◆ Data for analysis
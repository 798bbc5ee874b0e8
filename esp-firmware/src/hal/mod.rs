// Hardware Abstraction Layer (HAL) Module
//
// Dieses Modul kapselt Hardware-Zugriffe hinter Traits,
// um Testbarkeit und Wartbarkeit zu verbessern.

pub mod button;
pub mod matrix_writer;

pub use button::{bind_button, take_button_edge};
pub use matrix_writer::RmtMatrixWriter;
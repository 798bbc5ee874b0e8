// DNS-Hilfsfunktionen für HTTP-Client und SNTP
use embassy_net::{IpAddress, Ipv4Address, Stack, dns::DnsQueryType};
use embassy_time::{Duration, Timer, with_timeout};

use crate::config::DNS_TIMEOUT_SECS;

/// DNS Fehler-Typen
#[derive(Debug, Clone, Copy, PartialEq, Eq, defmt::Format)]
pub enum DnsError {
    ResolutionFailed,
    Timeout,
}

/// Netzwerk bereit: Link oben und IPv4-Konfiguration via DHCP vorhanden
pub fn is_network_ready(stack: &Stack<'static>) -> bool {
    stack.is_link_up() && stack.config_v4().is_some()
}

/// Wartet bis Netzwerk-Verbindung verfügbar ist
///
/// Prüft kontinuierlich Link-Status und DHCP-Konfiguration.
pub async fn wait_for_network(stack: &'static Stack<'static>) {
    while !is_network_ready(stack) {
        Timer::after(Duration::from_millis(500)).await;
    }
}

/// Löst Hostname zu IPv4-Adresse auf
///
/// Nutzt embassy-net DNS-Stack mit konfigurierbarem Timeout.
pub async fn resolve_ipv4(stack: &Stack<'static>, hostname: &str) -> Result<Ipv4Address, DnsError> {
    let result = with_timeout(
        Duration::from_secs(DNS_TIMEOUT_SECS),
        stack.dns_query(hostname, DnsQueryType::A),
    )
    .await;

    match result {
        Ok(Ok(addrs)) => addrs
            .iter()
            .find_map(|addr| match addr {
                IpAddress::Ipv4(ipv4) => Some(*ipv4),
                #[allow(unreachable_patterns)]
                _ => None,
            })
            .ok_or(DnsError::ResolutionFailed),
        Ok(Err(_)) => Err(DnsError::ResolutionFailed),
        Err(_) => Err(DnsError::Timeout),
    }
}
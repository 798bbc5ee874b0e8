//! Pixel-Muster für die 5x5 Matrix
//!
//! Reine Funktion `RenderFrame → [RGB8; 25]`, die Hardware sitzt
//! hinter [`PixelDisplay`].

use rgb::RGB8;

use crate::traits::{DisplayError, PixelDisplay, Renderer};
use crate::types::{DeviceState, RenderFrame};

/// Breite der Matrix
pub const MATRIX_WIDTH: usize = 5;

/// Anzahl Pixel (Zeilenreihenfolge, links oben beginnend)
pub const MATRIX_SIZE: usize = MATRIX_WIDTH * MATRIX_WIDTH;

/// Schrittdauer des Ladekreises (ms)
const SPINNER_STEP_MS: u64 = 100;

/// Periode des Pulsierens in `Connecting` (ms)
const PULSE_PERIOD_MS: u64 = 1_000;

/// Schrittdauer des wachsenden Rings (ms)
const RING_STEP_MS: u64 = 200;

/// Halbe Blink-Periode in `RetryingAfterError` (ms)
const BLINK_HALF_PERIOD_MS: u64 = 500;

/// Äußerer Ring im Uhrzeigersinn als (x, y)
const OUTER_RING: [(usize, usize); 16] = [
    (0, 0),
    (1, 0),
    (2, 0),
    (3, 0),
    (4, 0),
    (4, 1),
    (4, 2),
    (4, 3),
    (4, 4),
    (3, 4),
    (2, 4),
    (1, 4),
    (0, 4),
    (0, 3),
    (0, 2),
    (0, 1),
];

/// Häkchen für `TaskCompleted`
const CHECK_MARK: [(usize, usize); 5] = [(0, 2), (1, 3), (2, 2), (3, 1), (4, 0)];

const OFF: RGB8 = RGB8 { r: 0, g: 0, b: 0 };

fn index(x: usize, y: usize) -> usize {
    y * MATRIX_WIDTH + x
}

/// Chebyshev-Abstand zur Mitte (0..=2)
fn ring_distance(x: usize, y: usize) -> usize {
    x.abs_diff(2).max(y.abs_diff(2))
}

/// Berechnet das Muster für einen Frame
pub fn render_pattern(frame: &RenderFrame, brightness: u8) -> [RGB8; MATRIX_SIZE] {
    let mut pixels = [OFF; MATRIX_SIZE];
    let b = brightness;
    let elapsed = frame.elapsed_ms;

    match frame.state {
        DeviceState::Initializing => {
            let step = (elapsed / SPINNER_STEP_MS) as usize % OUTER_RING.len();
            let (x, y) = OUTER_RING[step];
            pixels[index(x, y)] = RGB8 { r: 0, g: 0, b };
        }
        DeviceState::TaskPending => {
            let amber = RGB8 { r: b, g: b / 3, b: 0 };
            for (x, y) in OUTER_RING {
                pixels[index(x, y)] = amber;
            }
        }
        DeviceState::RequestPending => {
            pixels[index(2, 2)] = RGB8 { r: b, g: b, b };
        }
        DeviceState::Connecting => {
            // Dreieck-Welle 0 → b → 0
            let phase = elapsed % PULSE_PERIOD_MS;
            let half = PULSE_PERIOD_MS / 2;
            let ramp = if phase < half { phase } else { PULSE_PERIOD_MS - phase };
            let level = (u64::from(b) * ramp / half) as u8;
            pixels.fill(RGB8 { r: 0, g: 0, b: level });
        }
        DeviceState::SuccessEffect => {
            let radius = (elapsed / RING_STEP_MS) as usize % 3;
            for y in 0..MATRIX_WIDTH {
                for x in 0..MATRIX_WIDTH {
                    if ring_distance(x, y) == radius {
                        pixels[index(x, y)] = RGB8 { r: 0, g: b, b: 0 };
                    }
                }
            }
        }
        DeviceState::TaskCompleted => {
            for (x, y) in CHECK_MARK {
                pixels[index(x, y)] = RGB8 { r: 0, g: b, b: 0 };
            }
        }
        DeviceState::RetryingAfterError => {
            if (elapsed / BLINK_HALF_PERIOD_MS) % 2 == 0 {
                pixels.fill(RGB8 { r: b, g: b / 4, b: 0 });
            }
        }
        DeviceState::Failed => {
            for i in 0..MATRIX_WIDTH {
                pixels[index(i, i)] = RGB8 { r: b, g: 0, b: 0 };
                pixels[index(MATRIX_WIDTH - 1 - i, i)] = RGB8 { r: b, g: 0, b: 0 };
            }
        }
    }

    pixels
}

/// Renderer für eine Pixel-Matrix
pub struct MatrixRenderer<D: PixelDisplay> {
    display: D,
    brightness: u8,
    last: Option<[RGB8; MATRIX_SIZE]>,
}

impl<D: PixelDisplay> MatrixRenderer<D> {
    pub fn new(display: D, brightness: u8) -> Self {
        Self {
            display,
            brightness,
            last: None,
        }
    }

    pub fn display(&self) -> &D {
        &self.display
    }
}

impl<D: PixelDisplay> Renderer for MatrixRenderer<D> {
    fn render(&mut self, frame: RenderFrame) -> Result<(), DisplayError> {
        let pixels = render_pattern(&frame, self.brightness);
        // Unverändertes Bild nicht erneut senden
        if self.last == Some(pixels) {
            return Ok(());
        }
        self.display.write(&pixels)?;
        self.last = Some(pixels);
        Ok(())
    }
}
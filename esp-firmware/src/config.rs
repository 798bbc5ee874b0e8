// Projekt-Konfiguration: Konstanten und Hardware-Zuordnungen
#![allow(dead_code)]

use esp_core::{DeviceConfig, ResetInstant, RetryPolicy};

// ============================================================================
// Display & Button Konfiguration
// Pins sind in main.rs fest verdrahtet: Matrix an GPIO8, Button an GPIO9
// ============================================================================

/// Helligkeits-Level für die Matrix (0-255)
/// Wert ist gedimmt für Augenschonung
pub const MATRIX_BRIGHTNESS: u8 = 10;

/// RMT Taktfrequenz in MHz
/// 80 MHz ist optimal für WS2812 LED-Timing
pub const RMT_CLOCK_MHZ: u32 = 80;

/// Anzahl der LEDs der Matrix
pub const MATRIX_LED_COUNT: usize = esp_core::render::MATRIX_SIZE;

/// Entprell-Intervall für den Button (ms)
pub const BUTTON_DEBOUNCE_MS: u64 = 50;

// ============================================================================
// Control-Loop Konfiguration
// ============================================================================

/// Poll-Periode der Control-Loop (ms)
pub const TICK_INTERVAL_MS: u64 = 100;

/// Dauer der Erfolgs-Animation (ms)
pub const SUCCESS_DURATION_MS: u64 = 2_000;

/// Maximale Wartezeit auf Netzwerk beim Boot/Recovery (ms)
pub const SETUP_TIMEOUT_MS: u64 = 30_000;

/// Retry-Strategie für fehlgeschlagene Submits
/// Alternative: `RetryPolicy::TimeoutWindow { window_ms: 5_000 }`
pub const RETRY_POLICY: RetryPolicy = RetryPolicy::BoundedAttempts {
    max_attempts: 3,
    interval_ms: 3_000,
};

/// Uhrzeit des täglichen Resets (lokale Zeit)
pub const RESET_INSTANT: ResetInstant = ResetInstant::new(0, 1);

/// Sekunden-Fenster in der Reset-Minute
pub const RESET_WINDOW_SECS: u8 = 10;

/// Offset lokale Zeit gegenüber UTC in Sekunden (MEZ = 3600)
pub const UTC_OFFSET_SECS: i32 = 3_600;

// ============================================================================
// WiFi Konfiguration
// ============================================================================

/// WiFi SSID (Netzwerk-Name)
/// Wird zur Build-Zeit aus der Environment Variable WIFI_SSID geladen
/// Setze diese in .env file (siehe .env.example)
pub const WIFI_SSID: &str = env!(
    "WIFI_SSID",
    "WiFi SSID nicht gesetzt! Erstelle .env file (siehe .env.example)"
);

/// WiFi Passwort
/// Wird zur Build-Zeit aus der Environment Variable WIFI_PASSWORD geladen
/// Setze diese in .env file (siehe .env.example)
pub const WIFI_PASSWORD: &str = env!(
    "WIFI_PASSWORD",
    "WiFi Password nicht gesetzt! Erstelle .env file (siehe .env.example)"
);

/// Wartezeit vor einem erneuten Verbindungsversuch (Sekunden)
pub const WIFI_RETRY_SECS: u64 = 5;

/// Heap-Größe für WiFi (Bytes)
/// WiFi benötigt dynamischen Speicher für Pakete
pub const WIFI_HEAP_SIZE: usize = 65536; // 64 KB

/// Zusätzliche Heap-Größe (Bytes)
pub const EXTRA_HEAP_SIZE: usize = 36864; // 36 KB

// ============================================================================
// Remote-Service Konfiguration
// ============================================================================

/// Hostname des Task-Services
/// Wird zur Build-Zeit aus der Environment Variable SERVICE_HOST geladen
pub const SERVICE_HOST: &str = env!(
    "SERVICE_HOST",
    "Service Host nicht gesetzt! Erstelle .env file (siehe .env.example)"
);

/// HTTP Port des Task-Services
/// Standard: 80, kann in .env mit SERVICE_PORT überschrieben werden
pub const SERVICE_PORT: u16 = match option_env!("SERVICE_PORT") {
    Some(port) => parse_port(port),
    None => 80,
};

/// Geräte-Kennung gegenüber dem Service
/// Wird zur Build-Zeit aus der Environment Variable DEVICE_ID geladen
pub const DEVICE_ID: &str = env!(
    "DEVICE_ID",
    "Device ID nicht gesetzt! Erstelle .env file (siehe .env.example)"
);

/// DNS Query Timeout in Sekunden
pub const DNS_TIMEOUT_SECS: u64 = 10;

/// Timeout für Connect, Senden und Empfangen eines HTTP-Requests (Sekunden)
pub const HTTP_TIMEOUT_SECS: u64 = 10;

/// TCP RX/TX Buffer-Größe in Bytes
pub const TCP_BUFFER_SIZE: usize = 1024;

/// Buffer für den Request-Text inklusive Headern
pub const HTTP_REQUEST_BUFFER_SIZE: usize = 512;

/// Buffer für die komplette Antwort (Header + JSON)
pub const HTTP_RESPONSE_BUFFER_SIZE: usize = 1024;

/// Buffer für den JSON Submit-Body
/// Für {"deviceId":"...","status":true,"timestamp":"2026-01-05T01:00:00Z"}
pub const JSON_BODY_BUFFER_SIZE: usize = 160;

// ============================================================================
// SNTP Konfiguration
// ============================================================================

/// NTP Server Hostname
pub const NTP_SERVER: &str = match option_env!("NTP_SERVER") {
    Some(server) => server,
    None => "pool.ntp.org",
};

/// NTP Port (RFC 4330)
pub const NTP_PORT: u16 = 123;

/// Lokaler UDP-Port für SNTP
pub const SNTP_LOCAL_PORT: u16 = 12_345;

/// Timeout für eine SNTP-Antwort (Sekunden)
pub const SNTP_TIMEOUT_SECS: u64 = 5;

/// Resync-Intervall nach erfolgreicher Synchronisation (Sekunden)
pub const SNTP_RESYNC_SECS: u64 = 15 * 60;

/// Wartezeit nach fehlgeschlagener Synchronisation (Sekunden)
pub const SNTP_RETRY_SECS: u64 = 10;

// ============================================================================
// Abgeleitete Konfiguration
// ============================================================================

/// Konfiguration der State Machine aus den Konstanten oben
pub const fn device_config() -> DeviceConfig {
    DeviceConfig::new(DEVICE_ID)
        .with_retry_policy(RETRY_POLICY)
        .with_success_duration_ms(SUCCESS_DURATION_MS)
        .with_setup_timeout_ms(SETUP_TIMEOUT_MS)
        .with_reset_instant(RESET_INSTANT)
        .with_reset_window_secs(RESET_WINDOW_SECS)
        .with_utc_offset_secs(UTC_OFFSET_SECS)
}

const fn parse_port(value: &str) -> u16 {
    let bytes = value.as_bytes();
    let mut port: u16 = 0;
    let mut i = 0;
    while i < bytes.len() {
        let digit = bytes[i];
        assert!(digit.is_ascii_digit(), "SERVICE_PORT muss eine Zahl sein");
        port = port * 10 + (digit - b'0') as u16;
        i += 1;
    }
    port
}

◆ Task prompt
Take the listing above from its first line through the line containing "use crate::config::DNS_TIMEOUT_SECS;", and transcribe that stretch exactly, with no other lines.

◆ Exercise output
repository 798bbc5ee874b0e8
filename esp-firmware/src/hal/mod.rs
// Hardware Abstraction Layer (HAL) Module
//
// Dieses Modul kapselt Hardware-Zugriffe hinter Traits,
// um Testbarkeit und Wartbarkeit zu verbessern.

pub mod button;
pub mod matrix_writer;

pub use button::{bind_button, take_button_edge};
pub use matrix_writer::RmtMatrixWriter;
repository 798bbc5ee874b0e8
// DNS-Hilfsfunktionen für HTTP-Client und SNTP
use embassy_net::{IpAddress, Ipv4Address, Stack, dns::DnsQueryType};
use embassy_time::{Duration, Timer, with_timeout};

use crate::config::DNS_TIMEOUT_SECS;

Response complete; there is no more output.